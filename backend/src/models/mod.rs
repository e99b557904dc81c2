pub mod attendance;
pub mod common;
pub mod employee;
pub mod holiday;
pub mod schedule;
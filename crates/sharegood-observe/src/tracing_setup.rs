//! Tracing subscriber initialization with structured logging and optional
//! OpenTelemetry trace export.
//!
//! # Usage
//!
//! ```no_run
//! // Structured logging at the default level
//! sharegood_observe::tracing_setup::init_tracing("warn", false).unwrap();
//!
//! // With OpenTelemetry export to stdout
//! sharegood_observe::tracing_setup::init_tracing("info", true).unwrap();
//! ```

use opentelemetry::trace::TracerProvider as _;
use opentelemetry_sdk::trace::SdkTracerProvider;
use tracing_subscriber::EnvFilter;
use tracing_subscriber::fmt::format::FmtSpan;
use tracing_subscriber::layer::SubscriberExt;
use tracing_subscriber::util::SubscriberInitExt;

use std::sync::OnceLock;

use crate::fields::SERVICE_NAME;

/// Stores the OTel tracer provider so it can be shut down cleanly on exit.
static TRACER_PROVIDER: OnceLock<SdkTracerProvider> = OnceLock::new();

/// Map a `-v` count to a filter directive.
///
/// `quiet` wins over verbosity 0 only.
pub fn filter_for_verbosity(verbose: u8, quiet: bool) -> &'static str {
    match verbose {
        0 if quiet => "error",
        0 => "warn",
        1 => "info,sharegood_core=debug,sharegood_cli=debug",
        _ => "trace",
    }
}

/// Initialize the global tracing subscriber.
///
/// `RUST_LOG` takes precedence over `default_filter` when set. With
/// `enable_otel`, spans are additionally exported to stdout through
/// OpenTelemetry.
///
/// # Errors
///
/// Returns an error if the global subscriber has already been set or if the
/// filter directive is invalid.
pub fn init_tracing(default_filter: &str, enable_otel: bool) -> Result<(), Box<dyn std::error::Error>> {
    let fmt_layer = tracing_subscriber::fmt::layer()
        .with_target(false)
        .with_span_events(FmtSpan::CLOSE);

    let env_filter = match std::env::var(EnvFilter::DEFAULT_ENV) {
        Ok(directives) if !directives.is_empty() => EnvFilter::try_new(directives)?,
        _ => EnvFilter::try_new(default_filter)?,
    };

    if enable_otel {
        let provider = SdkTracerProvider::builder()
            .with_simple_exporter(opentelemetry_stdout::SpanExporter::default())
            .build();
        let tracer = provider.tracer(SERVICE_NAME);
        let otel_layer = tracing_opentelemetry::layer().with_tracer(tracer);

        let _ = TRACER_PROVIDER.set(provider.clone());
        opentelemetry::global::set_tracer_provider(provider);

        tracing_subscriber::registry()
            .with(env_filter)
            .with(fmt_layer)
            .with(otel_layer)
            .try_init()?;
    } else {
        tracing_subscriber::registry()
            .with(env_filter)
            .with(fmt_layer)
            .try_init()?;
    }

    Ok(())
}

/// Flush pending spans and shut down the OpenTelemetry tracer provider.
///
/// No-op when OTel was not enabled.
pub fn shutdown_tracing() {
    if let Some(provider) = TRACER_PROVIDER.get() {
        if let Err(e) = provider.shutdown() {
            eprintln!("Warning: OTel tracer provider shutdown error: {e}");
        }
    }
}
==
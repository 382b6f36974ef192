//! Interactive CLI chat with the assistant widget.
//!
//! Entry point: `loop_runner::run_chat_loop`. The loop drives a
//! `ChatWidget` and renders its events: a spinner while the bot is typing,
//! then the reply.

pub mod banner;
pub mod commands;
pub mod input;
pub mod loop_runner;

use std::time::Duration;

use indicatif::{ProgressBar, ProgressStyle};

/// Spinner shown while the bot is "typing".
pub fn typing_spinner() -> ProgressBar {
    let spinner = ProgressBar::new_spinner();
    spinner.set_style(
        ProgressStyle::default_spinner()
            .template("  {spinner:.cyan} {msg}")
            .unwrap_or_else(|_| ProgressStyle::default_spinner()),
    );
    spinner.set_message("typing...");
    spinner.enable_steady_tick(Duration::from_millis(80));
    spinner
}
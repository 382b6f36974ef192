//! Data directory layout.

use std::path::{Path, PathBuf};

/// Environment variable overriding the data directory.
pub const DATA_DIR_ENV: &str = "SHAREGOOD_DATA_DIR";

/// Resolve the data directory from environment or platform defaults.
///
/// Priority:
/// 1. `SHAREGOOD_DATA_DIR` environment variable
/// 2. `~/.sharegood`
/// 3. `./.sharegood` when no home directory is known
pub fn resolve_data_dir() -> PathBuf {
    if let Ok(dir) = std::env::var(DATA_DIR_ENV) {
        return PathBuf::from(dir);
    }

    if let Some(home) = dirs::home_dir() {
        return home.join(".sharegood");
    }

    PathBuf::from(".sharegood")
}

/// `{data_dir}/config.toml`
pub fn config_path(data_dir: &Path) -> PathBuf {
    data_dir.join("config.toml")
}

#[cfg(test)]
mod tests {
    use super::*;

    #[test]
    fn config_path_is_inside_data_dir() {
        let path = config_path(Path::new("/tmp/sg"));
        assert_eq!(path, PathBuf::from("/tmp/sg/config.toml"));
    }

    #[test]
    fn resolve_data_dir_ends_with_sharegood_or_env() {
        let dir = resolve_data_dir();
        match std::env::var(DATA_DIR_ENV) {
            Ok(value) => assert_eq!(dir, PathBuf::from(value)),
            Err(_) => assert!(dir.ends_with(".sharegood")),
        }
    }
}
---
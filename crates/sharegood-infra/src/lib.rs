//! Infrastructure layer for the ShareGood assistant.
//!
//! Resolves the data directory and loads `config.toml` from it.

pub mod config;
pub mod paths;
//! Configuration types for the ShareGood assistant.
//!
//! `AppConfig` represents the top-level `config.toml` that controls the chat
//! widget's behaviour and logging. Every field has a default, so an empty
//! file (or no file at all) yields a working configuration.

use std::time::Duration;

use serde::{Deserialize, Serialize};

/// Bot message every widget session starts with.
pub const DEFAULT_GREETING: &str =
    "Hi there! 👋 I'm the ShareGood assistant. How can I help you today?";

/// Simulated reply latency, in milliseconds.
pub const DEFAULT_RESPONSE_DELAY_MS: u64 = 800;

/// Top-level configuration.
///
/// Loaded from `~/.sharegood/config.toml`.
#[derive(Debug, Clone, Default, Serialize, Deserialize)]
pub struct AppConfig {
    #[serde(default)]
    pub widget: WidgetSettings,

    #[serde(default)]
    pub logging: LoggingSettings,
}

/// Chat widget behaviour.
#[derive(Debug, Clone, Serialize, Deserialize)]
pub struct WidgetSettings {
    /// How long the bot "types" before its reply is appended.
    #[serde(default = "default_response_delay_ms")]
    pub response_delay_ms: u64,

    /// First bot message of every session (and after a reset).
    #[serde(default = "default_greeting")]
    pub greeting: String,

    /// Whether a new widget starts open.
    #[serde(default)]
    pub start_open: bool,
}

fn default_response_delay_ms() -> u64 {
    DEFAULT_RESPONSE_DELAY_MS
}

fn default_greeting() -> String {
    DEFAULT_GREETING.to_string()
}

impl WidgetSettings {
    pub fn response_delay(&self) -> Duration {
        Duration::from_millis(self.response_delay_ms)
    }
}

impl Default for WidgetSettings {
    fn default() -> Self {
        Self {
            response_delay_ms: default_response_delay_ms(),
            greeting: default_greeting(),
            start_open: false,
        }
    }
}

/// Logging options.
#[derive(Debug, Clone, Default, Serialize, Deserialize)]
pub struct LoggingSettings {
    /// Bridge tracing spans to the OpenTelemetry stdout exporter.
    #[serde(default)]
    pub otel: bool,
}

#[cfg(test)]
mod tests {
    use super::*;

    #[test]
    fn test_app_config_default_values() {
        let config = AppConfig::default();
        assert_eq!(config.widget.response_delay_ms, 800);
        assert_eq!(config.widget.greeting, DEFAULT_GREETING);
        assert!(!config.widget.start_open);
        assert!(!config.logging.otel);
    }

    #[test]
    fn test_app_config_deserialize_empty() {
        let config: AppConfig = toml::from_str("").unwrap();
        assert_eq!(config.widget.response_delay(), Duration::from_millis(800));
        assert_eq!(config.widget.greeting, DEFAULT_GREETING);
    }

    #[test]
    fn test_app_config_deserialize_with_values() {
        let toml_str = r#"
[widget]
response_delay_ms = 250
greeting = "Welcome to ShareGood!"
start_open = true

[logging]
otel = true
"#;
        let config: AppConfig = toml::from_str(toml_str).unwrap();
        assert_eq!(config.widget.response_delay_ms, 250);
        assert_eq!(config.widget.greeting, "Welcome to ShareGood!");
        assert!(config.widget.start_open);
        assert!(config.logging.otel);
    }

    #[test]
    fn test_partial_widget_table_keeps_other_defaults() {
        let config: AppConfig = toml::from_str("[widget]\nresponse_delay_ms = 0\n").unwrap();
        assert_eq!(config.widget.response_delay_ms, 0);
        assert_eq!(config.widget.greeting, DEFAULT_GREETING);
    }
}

ASSIGNMENT:
Please reproduce, exactly as they appear above, the lines from the line containing "filename backend/src/models/mod.rs" up to and including the line containing "logging and optional".

SOLUTION TO THIS TASK:
filename backend/src/models/mod.rs
repository e99b557904dc81c2
pub mod attendance;
pub mod common;
pub mod employee;
pub mod holiday;
pub mod schedule;
filename crates/sharegood-observe/src/tracing_setup.rs
//! Tracing subscriber initialization with structured logging and optional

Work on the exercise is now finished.